A balance tank is a vessel that keeps product at a constant level above a pump inlet. The primary purpose of a balance tank is to keep the pump NPSHA constant. A balance tank will generally have a level sensor to help maintain tank volume. Often times this can be a simple float, but Holland does offer several other products for continuous balance tank level measurement, including the HB, LD, and LN continuous level transmitters by Anderson.
As the pump draws more fluid from the tank, the tank level drops and the level device allows the flow of additional fluid into the tank. Balance tank inlets are often located at the bottom of the tank so that liquid enters below the surface, eliminating splashing and product aeration. Additionally, air already present in the product will try to rise in the tank. Some deaeration will actually take place, which favorably affects pump performance.
Balance Tank on an STHT System
Balance tanks are a staple of a dairy’s pasteurization and other beverage STHT loops. At Holland, however, as we’ve begun developing in house metering skids and systems, we’ve identified the balance tank as a critical process component in any application we’re we are trying to deliver a constant, uniform amount of product. Many times we will use Waukesha sanitary PD pumps as a type of metering pump due to their high efficiencies and low slip. Testing has shown, however, that if we can’t ensure we get constant and consistent levels of fluid to the pump, not only do we risk damaging the pump, but metering is not consistent.

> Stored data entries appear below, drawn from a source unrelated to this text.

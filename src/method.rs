//! HTTP method as a typed enum.
//!
//! Covers the RFC 9110 methods. Matching a route against a request compares
//! verbs exactly; `"get"` is not `GET`.
//!
//! Requests carrying any other method string are answered with
//! `405 Method Not Allowed` by the server before routing.

use std::fmt;
use std::str::FromStr;

/// A known HTTP method.
#[derive(Clone, Copy, Debug, Eq, Hash, PartialEq, Ord, PartialOrd)]
pub enum Method {
    Connect,
    Delete,
    Get,
    Head,
    Options,
    Patch,
    Post,
    Put,
    Trace,
}

impl Method {
    /// Returns the uppercase wire representation (e.g. `"GET"`).
    pub fn as_str(self) -> &'static str {
        match self {
            Self::Connect => "CONNECT",
            Self::Delete  => "DELETE",
            Self::Get     => "GET",
            Self::Head    => "HEAD",
            Self::Options => "OPTIONS",
            Self::Patch   => "PATCH",
            Self::Post    => "POST",
            Self::Put     => "PUT",
            Self::Trace   => "TRACE",
        }
    }
}

/// Returned when a method string is not one of the supported verbs.
#[derive(Debug, Clone, PartialEq, Eq, thiserror::Error)]
#[error("unsupported HTTP method `{0}`")]
pub struct UnknownMethod(pub String);

/// Parses an uppercase method string (e.g. `"GET"`). Case-sensitive per RFC 9110 §9.1.
impl FromStr for Method {
    type Err = UnknownMethod;

    fn from_str(s: &str) -> Result<Self, Self::Err> {
        match s {
            "CONNECT" => Ok(Self::Connect),
            "DELETE"  => Ok(Self::Delete),
            "GET"     => Ok(Self::Get),
            "HEAD"    => Ok(Self::Head),
            "OPTIONS" => Ok(Self::Options),
            "PATCH"   => Ok(Self::Patch),
            "POST"    => Ok(Self::Post),
            "PUT"     => Ok(Self::Put),
            "TRACE"   => Ok(Self::Trace),
            other     => Err(UnknownMethod(other.to_owned())),
        }
    }
}

impl TryFrom<&http::Method> for Method {
    type Error = UnknownMethod;

    fn try_from(method: &http::Method) -> Result<Self, Self::Error> {
        method.as_str().parse()
    }
}

impl fmt::Display for Method {
    fn fmt(&self, f: &mut fmt::Formatter<'_>) -> fmt::Result {
        f.write_str(self.as_str())
    }
}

While our metering systems do employ flow meters to measure the actual amount of product dispensed, inconsistent discharge can wreak havoc on meter accuracy. Empty tube conditions on a mag meter or air entrainment in a mass meter can greatly impact meter accuracy and precision.
Additionally, many of our metering systems will use complex piping arrangements between the pump discharge and meter to “condition” the flow and create smooth, laminar flow heading into the meter. Creating laminar flow, critical to mag and turbine meter performance, becomes exceedingly difficult with inconsistent pump head.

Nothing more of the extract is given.